Comment décrire «
The Contagion in Nine Steps » ? Toujours plus haut perché. De plus en plus progressif et expérimental. De moins en moins
black metal aussi, il faut l’admettre, aussi fumé soit-il. Ce troisième album vient achever le travail initié sur «
An Antidote for the Glass Pill » (2015) en proposant six longs titres (entre quatre et presque neuf minutes) qui accentuent ce qui ne se dessinait alors qu’à traits fins : encore moins de musique extrême au sens où l’entendait le premier éponyme, davantage de complexité dans les jeux de guitares qui se croisent, se cherchent, semblant vivre des existences dissociées, davantage d’orgue également, instrument central et moteur dans les compositions des Anglais. Plus que jamais
LYCHGATE m’apparaît comme une adaptation sérielle du long métrage que serait
ESOTERIC.
Je le pense, cet accroissement de la complexité des structures aux métriques étranges rend définitivement l’écoute de la formation anglaise peu évidente, surtout pour des oreilles débutantes.

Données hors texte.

//! aeroquery - Authorization-aware document resolvers
//!
//! Default single and multi fetch operations generated from a collection
//! schema, executed through a request-scoped context with batched loading.
//!
//! ```text
//! QueryRunner ─► ExecutionContext (principal, locale, loaders)
//!      │
//!      ▼
//! QueryEngine ─► SingleResolver / MultiResolver
//!                    │  build_filter ─► StorageAccessor
//!                    ▼
//!               check_document_access ─► restrict_viewable_fields
//! ```

pub mod auth;
pub mod collection;
pub mod context;
pub mod filter;
pub mod loader;
pub mod observability;
pub mod query;
pub mod resolvers;
pub mod schema;
pub mod settings;

pub use auth::{check_document_access, restrict_viewable_fields, DocumentAccessRule, Principal};
pub use collection::{CollectionMetadata, CollectionOptions, CollectionRegistry, StorageAccessor};
pub use context::{ContextOverrides, ExecutionContext};
pub use filter::build_filter;
pub use loader::BatchLoader;
pub use query::{build_query, CollectionQuery, QueryRunner};
pub use resolvers::{get_default_resolvers, ResolverOptions};
pub use schema::{Document, FieldDef, ReadRule, Schema};
pub use settings::{QueryConfig, Settings};
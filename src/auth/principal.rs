//! Principals and role groups
//!
//! A request runs on behalf of an optional [`Principal`]. `None` is the
//! anonymous caller.

use std::collections::BTreeSet;

use serde::{Deserialize, Serialize};

/// Implicit group of every anonymous caller
pub const GUESTS: &str = "guests";

/// Implicit group of every authenticated caller
pub const MEMBERS: &str = "members";

/// Implicit group of administrators
pub const ADMINS: &str = "admins";

/// Identity used for all authorization decisions
#[derive(Debug, Clone, Default, PartialEq, Eq, Serialize, Deserialize)]
#[serde(rename_all = "camelCase")]
pub struct Principal {
    /// User identifier
    pub id: String,

    /// Explicit role names
    #[serde(default)]
    pub roles: BTreeSet<String>,

    /// Administrators read everything
    #[serde(default)]
    pub is_admin: bool,
}

impl Principal {
    /// Create an authenticated, non-admin principal
    pub fn new(id: impl Into<String>) -> Self {
        Self {
            id: id.into(),
            roles: BTreeSet::new(),
            is_admin: false,
        }
    }

    /// Create an administrator
    pub fn admin(id: impl Into<String>) -> Self {
        Self {
            is_admin: true,
            ..Self::new(id)
        }
    }

    /// Synthetic privileged principal for system-initiated queries
    pub fn system() -> Self {
        Self::admin("system")
    }

    /// Add a role
    pub fn with_role(mut self, role: impl Into<String>) -> Self {
        self.roles.insert(role.into());
        self
    }
}

/// Whether the principal holds universal read access
pub fn is_admin(principal: Option<&Principal>) -> bool {
    principal.map(|p| p.is_admin).unwrap_or(false)
}

/// Effective groups of a principal
///
/// Anonymous callers are `{guests}`. Authenticated callers are `{members}`
/// plus their explicit roles, and administrators additionally `{admins}`.
pub fn role_groups(principal: Option<&Principal>) -> BTreeSet<String> {
    let mut groups = BTreeSet::new();
    match principal {
        None => {
            groups.insert(GUESTS.to_string());
        }
        Some(p) => {
            groups.insert(MEMBERS.to_string());
            groups.extend(p.roles.iter().cloned());
            if p.is_admin {
                groups.insert(ADMINS.to_string());
            }
        }
    }
    groups
}

#[cfg(test)]
mod tests {
    use super::*;

    #[test]
    fn test_anonymous_is_guest_only() {
        let groups = role_groups(None);
        assert_eq!(groups.len(), 1);
        assert!(groups.contains(GUESTS));
    }

    #[test]
    fn test_member_groups_include_roles() {
        let p = Principal::new("u1").with_role("editors");
        let groups = role_groups(Some(&p));

        assert!(groups.contains(MEMBERS));
        assert!(groups.contains("editors"));
        assert!(!groups.contains(GUESTS));
        assert!(!groups.contains(ADMINS));
    }

    #[test]
    fn test_admin_groups() {
        let p = Principal::admin("root");
        assert!(role_groups(Some(&p)).contains(ADMINS));
        assert!(is_admin(Some(&p)));
        assert!(!is_admin(None));
    }

    #[test]
    fn test_system_principal_is_admin() {
        assert!(Principal::system().is_admin);
    }

    #[test]
    fn test_principal_deserializes_camel_case() {
        let p: Principal =
            serde_json::from_str(r#"{"id": "u1", "roles": ["a"], "isAdmin": true}"#).unwrap();
        assert!(p.is_admin);
        assert!(p.roles.contains("a"));
    }
}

Nous aurons beau tenter de nous accrocher aux quelques voix claires donnant un semblant d’image de normalité, il faudra être bien malin pour pouvoir suivre à la trace un titre tel que « Unity of opposites » dont les circonvolutions t’entrainent sans torche au fond d’une grotte obscure et te laissent y crever sans remords. J’entends bien que ces musiciens n’ont jamais été particulièrement friands de la formule standardisée « couplet – refrain », ce n’est d’ailleurs absolument pas ce que l’on attend d’un disque de
black expérimental mais, à ce point de déconstruction que l’on pourrait comparer au
jazz (le jeu de basse n’a par exemple rien de
metal, ni de près ni de loin), couplé à des plongeons à répétition dans les marais saumâtres des tempos
doom, tout en ne dévoilant son humanité qu’à travers des chants en route vers la sainte canonisation (la beauté des voix claires…), il est plus que jamais une gageure d’adhérer à la vision musicale des Anglais, dont la bizarrerie ne cesse de croître au fil des ans.
Pourtant, écoute après écoute, le constat demeure le même : le sentiment supérieur d’écouter une musique unique où la place accordée au chant est désormais prépondérante. D’ailleurs, pour épauler
Greg Chandler, le groupe s’est adjoint les services de deux invités :
Chris Hawkins (
ENDEAVOUR,
ONE MACHINE) et
Alexandros Antoniou (
MACABRE OMEN,
NECROMANIAC,
THYRATEN). Cela transforme le LP en une sorte de polyphonie vocale mais il fallait bien cela pour coller un peu de chair autour du labyrinthe instrumental autrement proposé. Pour tenter de l’expliquer autrement, plus la discographie de la formation s’étoffe, plus celle-ci s’enfonce dans un élitisme dont le rejet serait compréhensible mais qui ne fera pas pour autant oublier à quel point ces instrumentistes géniaux s’efforcent de transcender le genre
black doom pour lui insuffler la richesse du
rock progressif, le goût de l’expérimentation sans le bourrage de mou nombriliste des groupes ultra techniques… Je m’y perds un peu, dans mes explications, comme je me perds dans cette accumulation de solos posés sur d’autres solos devenant finalement une rythmique, avec une section basse – batterie s’entraînant pour intégrer un concept
dark jazz, les vocaux animant nos funérailles, louant notre grandeur puis pleurant nos honteuses bassesses, tout étant uniquement redevable au guitariste
Vortigen, parolier et compositeur unique… Tant de talent, ça en devient écœurant, je jalouse sans amertume aucune une telle inspiration, j’admire le génie, je fonds face à l’angélisme de « Remembrance ».
Pour finir, il sera possible aux auditeurs d’aduler autant que de détester
LYCHGATE. Les fans de
black soigné pourront chérir le premier et conchier les suivants, les plus intellectuels se féliciteront de l’évolution quasi philosophique de la musique, qui a su transcender ses origines extrêmes pour aboutir à une fusion irréelle qui remet en perspective les concepts de qualité, d’innovation, de personnalité, tout en restant dans une clandestinité ahurissante. Je ne parviendrai pas à écrire quoi que ce soit d’intelligent sur ce groupe si ce n’est que son positionnement est nécessaire, exigeant, que l’on sort de l’écoute de «
The Contagion in Nine Steps » avec l’illusion d’avoir regagné les points de QI perdus au bar la veille et qu’au moment où je termine ces lignes il me reste encore à traiter «
Also Sprach Futura », un EP qui ne m’avait pas marqué lors de sa sortie mais que j’ai sans doute écouté à la va-vite, comme un pauvre con.